• Folks, if you've recently upgraded or renewed your annual club membership but it's still not active, please reach out to the BOD or a moderator. The PayPal system has a slight bug which it doesn't allow it to activate the account on it's own.

Silicate test kit?

Can anyone recomend a silicate test kit that is at least semi-accurate?

I cannot beat this algae problem completely, and it's bugging the crap outa me. I don't mind a little, but it's just getting annoying. I cut it down significantly with the flow change I did after MACNA, but recently, I've just seen the algae migrate to a new spot in the tank. I think it is actually snickering at me at this point.

I've eliminated just about every other cause I can think of, and now I'm starting to lean towards the potential of silicates. It would most likely be coming from either my water (I use RO/DI, and get 0-1 tds after DI from a typhoon III unit, but from what I'm reading, ro/di will not eliminate silicates completely and I have REALLY terrible well water as I live near the bay and wetlands convergance, and the water table is rediculously high here and pollutes the well water) or my salt.

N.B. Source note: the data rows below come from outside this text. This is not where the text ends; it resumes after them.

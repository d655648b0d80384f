use anyhow::Result;
use clap::Command;
use clap_complete::{Shell, generate};
use std::io;

/// Write the completion script for `shell` to stdout
pub fn execute(shell: Shell, cmd: &mut Command) -> Result<()> {
    let bin_name = cmd.get_name().to_string();
    generate(shell, cmd, bin_name, &mut io::stdout());
    Ok(())
}
//! Form-filling profiles.
//!
//! A profile is a named bundle of visitor identity fields (personal, address,
//! company, social, additional and payment data) that an automation agent
//! would use to pre-fill web forms. Values are free text; no format checks
//! are applied to emails, phone numbers or card data.

use crate::{Error, Result};
use serde::{Deserialize, Serialize};
use std::collections::BTreeMap;
use std::fmt;
use std::str::FromStr;

pub const DEFAULT_PROFILE: &str = "default";

/// Grouping used when listing fields
#[derive(Debug, Clone, Copy, PartialEq, Eq, Serialize)]
#[serde(rename_all = "lowercase")]
pub enum FieldSection {
    Personal,
    Address,
    Company,
    Social,
    Additional,
    Payment,
}

impl FieldSection {
    pub fn label(&self) -> &'static str {
        match self {
            FieldSection::Personal => "Personal Information",
            FieldSection::Address => "Address Information",
            FieldSection::Company => "Company Information",
            FieldSection::Social => "Social Media",
            FieldSection::Additional => "Additional Fields",
            FieldSection::Payment => "Payment Information",
        }
    }
}

#[derive(Debug, Clone, Copy, PartialEq, Eq, PartialOrd, Ord, Hash, Serialize, Deserialize)]
#[serde(rename_all = "camelCase")]
pub enum ProfileField {
    FirstName,
    LastName,
    Email,
    Phone,
    DateOfBirth,
    Street,
    City,
    State,
    ZipCode,
    Country,
    CompanyName,
    JobTitle,
    Department,
    CompanyWebsite,
    CompanyPhone,
    Linkedin,
    Twitter,
    Github,
    Bio,
    Interests,
    Skills,
    CardNumber,
    CardExpiry,
    #[serde(rename = "cardCVV")]
    CardCvv,
    BillingAddress,
}

impl ProfileField {
    pub const ALL: [ProfileField; 25] = [
        ProfileField::FirstName,
        ProfileField::LastName,
        ProfileField::Email,
        ProfileField::Phone,
        ProfileField::DateOfBirth,
        ProfileField::Street,
        ProfileField::City,
        ProfileField::State,
        ProfileField::ZipCode,
        ProfileField::Country,
        ProfileField::CompanyName,
        ProfileField::JobTitle,
        ProfileField::Department,
        ProfileField::CompanyWebsite,
        ProfileField::CompanyPhone,
        ProfileField::Linkedin,
        ProfileField::Twitter,
        ProfileField::Github,
        ProfileField::Bio,
        ProfileField::Interests,
        ProfileField::Skills,
        ProfileField::CardNumber,
        ProfileField::CardExpiry,
        ProfileField::CardCvv,
        ProfileField::BillingAddress,
    ];

    /// Wire name, matching the serialized form
    pub fn as_str(&self) -> &'static str {
        match self {
            ProfileField::FirstName => "firstName",
            ProfileField::LastName => "lastName",
            ProfileField::Email => "email",
            ProfileField::Phone => "phone",
            ProfileField::DateOfBirth => "dateOfBirth",
            ProfileField::Street => "street",
            ProfileField::City => "city",
            ProfileField::State => "state",
            ProfileField::ZipCode => "zipCode",
            ProfileField::Country => "country",
            ProfileField::CompanyName => "companyName",
            ProfileField::JobTitle => "jobTitle",
            ProfileField::Department => "department",
            ProfileField::CompanyWebsite => "companyWebsite",
            ProfileField::CompanyPhone => "companyPhone",
            ProfileField::Linkedin => "linkedin",
            ProfileField::Twitter => "twitter",
            ProfileField::Github => "github",
            ProfileField::Bio => "bio",
            ProfileField::Interests => "interests",
            ProfileField::Skills => "skills",
            ProfileField::CardNumber => "cardNumber",
            ProfileField::CardExpiry => "cardExpiry",
            ProfileField::CardCvv => "cardCVV",
            ProfileField::BillingAddress => "billingAddress",
        }
    }

    pub fn section(&self) -> FieldSection {
        use ProfileField::*;
        match self {
            FirstName | LastName | Email | Phone | DateOfBirth => FieldSection::Personal,
            Street | City | State | ZipCode | Country => FieldSection::Address,
            CompanyName | JobTitle | Department | CompanyWebsite | CompanyPhone => {
                FieldSection::Company
            }
            Linkedin | Twitter | Github => FieldSection::Social,
            Bio | Interests | Skills => FieldSection::Additional,
            CardNumber | CardExpiry | CardCvv | BillingAddress => FieldSection::Payment,
        }
    }
}

impl fmt::Display for ProfileField {
    fn fmt(&self, f: &mut fmt::Formatter<'_>) -> fmt::Result {
        f.pad(self.as_str())
    }
}

impl FromStr for ProfileField {
    type Err = Error;

    /// Accepts the camelCase wire name, case-insensitively
    fn from_str(s: &str) -> Result<Self> {
        ProfileField::ALL
            .iter()
            .find(|f| f.as_str().eq_ignore_ascii_case(s.trim()))
            .copied()
            .ok_or_else(|| Error::UnknownField(s.to_string()))
    }
}

/// A named set of form values
#[derive(Debug, Clone, Serialize, Deserialize)]
pub struct Profile {
    pub name: String,
    pub fields: BTreeMap<ProfileField, String>,
}

impl Profile {
    /// Create a profile with every field present and empty
    pub fn empty(name: impl Into<String>) -> Self {
        let fields = ProfileField::ALL
            .iter()
            .map(|f| (*f, String::new()))
            .collect();
        Self {
            name: name.into(),
            fields,
        }
    }

    pub fn get(&self, field: ProfileField) -> &str {
        self.fields.get(&field).map(String::as_str).unwrap_or("")
    }

    pub fn set(&mut self, field: ProfileField, value: impl Into<String>) {
        self.fields.insert(field, value.into());
    }
}

/// Profiles keyed by name, plus the current selection
#[derive(Debug, Serialize)]
pub struct ProfileStore {
    profiles: BTreeMap<String, Profile>,
    selected: String,
}

impl Default for ProfileStore {
    fn default() -> Self {
        Self::new()
    }
}

impl ProfileStore {
    /// A store seeded with the empty `default` profile, selected
    pub fn new() -> Self {
        let mut profiles = BTreeMap::new();
        profiles.insert(DEFAULT_PROFILE.to_string(), Profile::empty(DEFAULT_PROFILE));
        Self {
            profiles,
            selected: DEFAULT_PROFILE.to_string(),
        }
    }

    /// Create a new profile with all fields empty
    pub fn create_profile(&mut self, name: &str) -> Result<&Profile> {
        let name = name.trim();
        if name.is_empty() {
            return Err(Error::InvalidValue("profile name cannot be empty".to_string()));
        }
        if self.profiles.contains_key(name) {
            return Err(Error::ProfileExists(name.to_string()));
        }

        tracing::debug!("Creating profile '{}'", name);
        Ok(self
            .profiles
            .entry(name.to_string())
            .or_insert_with(|| Profile::empty(name)))
    }

    /// Make `name` the selected profile
    ///
    /// An unknown name leaves the current selection untouched.
    pub fn select_profile(&mut self, name: &str) -> Result<()> {
        if !self.profiles.contains_key(name) {
            tracing::debug!("Refusing to select missing profile '{}'", name);
            return Err(Error::ProfileNotFound(name.to_string()));
        }
        self.selected = name.to_string();
        Ok(())
    }

    /// Set one field on an existing profile
    pub fn update_field(&mut self, name: &str, field: ProfileField, value: &str) -> Result<()> {
        let profile = self
            .profiles
            .get_mut(name)
            .ok_or_else(|| Error::ProfileNotFound(name.to_string()))?;
        profile.set(field, value);
        Ok(())
    }

    pub fn field(&self, name: &str, field: ProfileField) -> Result<&str> {
        self.get(name)
            .map(|p| p.get(field))
            .ok_or_else(|| Error::ProfileNotFound(name.to_string()))
    }

    pub fn get(&self, name: &str) -> Option<&Profile> {
        self.profiles.get(name)
    }

    pub fn selected_name(&self) -> &str {
        &self.selected
    }

    pub fn selected(&self) -> Option<&Profile> {
        self.profiles.get(&self.selected)
    }

    pub fn names(&self) -> impl Iterator<Item = &str> {
        self.profiles.keys().map(String::as_str)
    }

    pub fn len(&self) -> usize {
        self.profiles.len()
    }

    pub fn is_empty(&self) -> bool {
        self.profiles.is_empty()
    }
}

#[cfg(test)]
mod tests {
    use super::*;

    #[test]
    fn test_default_profile_fields_are_empty() {
        let store = ProfileStore::new();
        let profile = store.get(DEFAULT_PROFILE).unwrap();

        assert_eq!(profile.fields.len(), 25);
        for field in ProfileField::ALL {
            assert_eq!(store.field(DEFAULT_PROFILE, field).unwrap(), "");
        }
    }

    #[test]
    fn test_select_missing_profile_keeps_selection() {
        let mut store = ProfileStore::new();
        let result = store.select_profile("business");

        assert!(matches!(result, Err(Error::ProfileNotFound(_))));
        assert_eq!(store.selected_name(), DEFAULT_PROFILE);
        assert!(store.selected().is_some());
    }

    #[test]
    fn test_update_field_requires_existing_profile() {
        let mut store = ProfileStore::new();
        let result = store.update_field("personal", ProfileField::Email, "a@b.c");

        assert!(result.is_err());
        assert!(store.get("personal").is_none());
    }

    #[test]
    fn test_update_field_accepts_unvalidated_values() {
        let mut store = ProfileStore::new();
        store
            .update_field(DEFAULT_PROFILE, ProfileField::Email, "not-an-email")
            .unwrap();
        store
            .update_field(DEFAULT_PROFILE, ProfileField::CardNumber, "1234")
            .unwrap();

        assert_eq!(
            store.field(DEFAULT_PROFILE, ProfileField::Email).unwrap(),
            "not-an-email"
        );
        assert_eq!(
            store.field(DEFAULT_PROFILE, ProfileField::CardNumber).unwrap(),
            "1234"
        );
    }

    #[test]
    fn test_create_profile_rejects_duplicates() {
        let mut store = ProfileStore::new();
        store.create_profile("business").unwrap();

        assert!(matches!(
            store.create_profile("business"),
            Err(Error::ProfileExists(_))
        ));
        assert_eq!(store.len(), 2);
        store.select_profile("business").unwrap();
        assert_eq!(store.selected_name(), "business");
    }

    #[test]
    fn test_field_names_parse() {
        assert_eq!("cardCVV".parse::<ProfileField>().unwrap(), ProfileField::CardCvv);
        assert_eq!("zipcode".parse::<ProfileField>().unwrap(), ProfileField::ZipCode);
        assert!("favouriteColour".parse::<ProfileField>().is_err());
    }

    #[test]
    fn test_profile_serializes_wire_names() {
        let profile = Profile::empty("default");
        let json = serde_json::to_value(&profile).unwrap();

        assert_eq!(json["fields"]["cardCVV"], "");
        assert_eq!(json["fields"]["firstName"], "");
    }
}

I'm using reef crystals, and have been for years, but have been reading recently about the potential for silicate spikes coming from salts, particularly reef crystals.

Just some tank background info:

Lights are only on about 8 hours total, I over skim, I'm running carbon, doing 25% water changes weekly, salinity is 1.026, ph remains relatively close to 8.2, alk, calc, mag are all within acceptable limits, I cut feedings down to half of what I was feeding every other day as opposed to every day, and my RO/DI unit is testing at 0-1TDS after DI. Phosphates are undetectable, nitrate is under 10, no trite, ammonia etc, and all corals and fish seem vibrant, healthy, and growing. I'm running a sump with chaeto that I keep pruned regularly. Temp rides right around 80 degrees F. Oh, and I do not dose anything.
 

Phyl

Officer Emeritus
Officer Emeritus
Can you describe the algae problem that you're having, Matt? Have you researched the common algae types to see which on it most resembles?
 
It's this: And it hates me! I'm convinced it's personal...

DSC05321.jpg


DSC05322.jpg


DSC05323.jpg
 

Phyl

Officer Emeritus
Officer Emeritus
Bryopsis has ... hairs coming off of each hair, so to speak. It doesn't look like that in the picture. Does it look like that in person? Do you have a million snails? I love a million snails and fresh bulbs to fix that sort of thing!
 
Currently the tank is running on LED tubes. All are less than 3 months old. But the algae problem has not changed from moving from Metal Halides to the LED tubes, it has remained a constant issue throughout the light change.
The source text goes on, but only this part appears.